Messrs Scholtz and Macron probably did not like the message one bit. They can see the pivot being yanked out from western neoliberal hegemony.
None of this is to lionize current day Russia or China (or India, for that matter, which is on a similar trajectory). The real point is that the West’s war on Russia is a war against tradition and a war to extend the revolutionary ideology “transhumanism” throughout the world. Putin, imperfectly no doubt, is attempting to recover Russia’s spiritual strength, which he sees as the basis for a return to Russian Greatness. That recovery of the spiritual dimension of human nature in its relation to the Creator is precisely what Neoliberalism so fears. It is also what it feared and detested in Trump’s effort to recover true American Greatness, which was not simply the America of the Big Stick but the America that valued the true human dignity that only comes from a right ordering of each individual to God.

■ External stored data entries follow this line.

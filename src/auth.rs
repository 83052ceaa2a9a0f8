//! Auth-domain identifiers and redacted secrets.

pub mod id;
pub mod secret;

pub use id::*;
pub use secret::*;
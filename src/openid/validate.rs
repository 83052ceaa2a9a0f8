//! Local structural checks run before any network round trip.

// self
use crate::{
	_prelude::*,
	config::ProviderConfig,
	openid::{AssertionParameters, IDENTITY_URL_PREFIX, OPENID_NS, keys},
};

/// Why an assertion was rejected. Only ever logged; callers see
/// [`Error::AssertionRejected`].
#[derive(Clone, Copy, Debug, PartialEq, Eq)]
pub enum RejectReason {
	/// A required `openid.*` field is absent.
	MissingField(&'static str),
	/// `openid.op_endpoint` names a different provider endpoint.
	EndpointMismatch,
	/// `openid.ns` is not the OpenID 2.0 namespace.
	NamespaceMismatch,
	/// `openid.claimed_id` is not a Steam identity URL.
	ClaimedIdMismatch,
	/// `openid.identity` is not a Steam identity URL.
	IdentityMismatch,
	/// `openid.return_to` differs from this deployment's return URL.
	ReturnToMismatch,
	/// Steam did not answer `is_valid:true`.
	ProviderDenied,
	/// Steam confirmed the assertion but the claimed identifier has no SteamID.
	UnrecognizedIdentifier,
}
impl RejectReason {
	/// Returns a stable label suitable for log fields.
	pub const fn as_str(self) -> &'static str {
		match self {
			RejectReason::MissingField(_) => "missing_field",
			RejectReason::EndpointMismatch => "endpoint_mismatch",
			RejectReason::NamespaceMismatch => "namespace_mismatch",
			RejectReason::ClaimedIdMismatch => "claimed_id_mismatch",
			RejectReason::IdentityMismatch => "identity_mismatch",
			RejectReason::ReturnToMismatch => "return_to_mismatch",
			RejectReason::ProviderDenied => "provider_denied",
			RejectReason::UnrecognizedIdentifier => "unrecognized_identifier",
		}
	}
}
impl Display for RejectReason {
	fn fmt(&self, f: &mut Formatter) -> FmtResult {
		match self {
			RejectReason::MissingField(field) => write!(f, "missing_field({field})"),
			other => f.write_str(other.as_str()),
		}
	}
}

/// Checks the callback parameters against the values expected for `config`.
///
/// All of the following must hold:
/// - `openid.op_endpoint` equals the configured login endpoint,
/// - `openid.ns` equals the OpenID 2.0 namespace,
/// - `openid.claimed_id` and `openid.identity` start with the Steam identity URL prefix,
/// - `openid.return_to` equals the configured return URL exactly.
pub fn validate_assertion(
	params: &AssertionParameters,
	config: &ProviderConfig,
) -> Result<(), RejectReason> {
	let field = |key: &'static str| params.get(key).ok_or(RejectReason::MissingField(key));

	if field(keys::OP_ENDPOINT)? != config.endpoints().login.as_str() {
		return Err(RejectReason::EndpointMismatch);
	}
	if field(keys::NS)? != OPENID_NS {
		return Err(RejectReason::NamespaceMismatch);
	}
	if !field(keys::CLAIMED_ID)?.starts_with(IDENTITY_URL_PREFIX) {
		return Err(RejectReason::ClaimedIdMismatch);
	}
	if !field(keys::IDENTITY)?.starts_with(IDENTITY_URL_PREFIX) {
		return Err(RejectReason::IdentityMismatch);
	}
	if field(keys::RETURN_TO)? != config.return_to() {
		return Err(RejectReason::ReturnToMismatch);
	}

	Ok(())
}

/// Boolean form of [`validate_assertion`].
pub fn is_valid_assertion(params: &AssertionParameters, config: &ProviderConfig) -> bool {
	validate_assertion(params, config).is_ok()
}

#[cfg(test)]
mod tests {
	// self
	use super::*;

	const CLAIMED: &str = "https://steamcommunity.com/openid/id/76561197960287930";

	fn config() -> ProviderConfig {
		ProviderConfig::new("key", "https://app.example.com/api/auth/callback")
			.expect("Configuration fixture should be valid.")
	}

	fn params_with(overrides: &[(&'static str, Option<&'static str>)]) -> AssertionParameters {
		let base = [
			(keys::NS, OPENID_NS),
			(keys::MODE, "id_res"),
			(keys::OP_ENDPOINT, "https://steamcommunity.com/openid/login"),
			(keys::CLAIMED_ID, CLAIMED),
			(keys::IDENTITY, CLAIMED),
			(keys::RETURN_TO, "https://app.example.com/api/auth/callback/steam"),
			("openid.response_nonce", "2024-01-01T00:00:00Zabc"),
			("openid.sig", "sig"),
		];

		base.into_iter()
			.filter_map(|(key, value)| {
				match overrides.iter().find(|(k, _)| *k == key) {
					Some((_, replacement)) => replacement.map(|v| (key, v)),
					None => Some((key, value)),
				}
			})
			.collect()
	}

	#[test]
	fn well_formed_assertion_passes() {
		assert_eq!(validate_assertion(&params_with(&[]), &config()), Ok(()));
		assert!(is_valid_assertion(&params_with(&[]), &config()));
	}

	#[test]
	fn each_check_rejects_independently() {
		let config = config();
		let cases = [
			(
				keys::OP_ENDPOINT,
				"https://evil.example.com/openid/login",
				RejectReason::EndpointMismatch,
			),
			(keys::NS, "http://specs.openid.net/auth/1.1", RejectReason::NamespaceMismatch),
			(
				keys::CLAIMED_ID,
				"https://evil.example.com/openid/id/1",
				RejectReason::ClaimedIdMismatch,
			),
			(
				keys::IDENTITY,
				"https://evil.example.com/openid/id/1",
				RejectReason::IdentityMismatch,
			),
			(keys::RETURN_TO, "https://other.example.com/steam", RejectReason::ReturnToMismatch),
		];

		for (key, value, expected) in cases {
			assert_eq!(
				validate_assertion(&params_with(&[(key, Some(value))]), &config),
				Err(expected),
				"Overriding `{key}` should be rejected."
			);
		}
	}

	#[test]
	fn missing_fields_are_rejected() {
		let err = validate_assertion(&params_with(&[(keys::RETURN_TO, None)]), &config())
			.expect_err("Missing return_to must be rejected.");

		assert_eq!(err, RejectReason::MissingField(keys::RETURN_TO));
		assert_eq!(err.to_string(), "missing_field(openid.return_to)");
		assert!(!is_valid_assertion(&AssertionParameters::default(), &config()));
	}

	#[test]
	fn return_to_must_match_exactly() {
		let trailing_slash = "https://app.example.com/api/auth/callback/steam/";
		let params = params_with(&[(keys::RETURN_TO, Some(trailing_slash))]);
		let err = validate_assertion(&params, &config());

		assert_eq!(err, Err(RejectReason::ReturnToMismatch));
	}
}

It's late here as I read this and I'm tired but had to keep reading. Wow - you went on a philosophical deep dive. There's so much to unpack I'll read again with fresh eyes. Thank you for an excellent piece.
James Fallows was the pretentious crank who predicted the complete domination of the world by Japan . . just as Japan was falling apart. I've got his damn book here somewhere. I keep it to remind me that it doesn't matter how completely wrong you are about things, if you're ever anointed an "expert" by the U.S. mainstream media, that categorization seems to survive infinite errors on your part.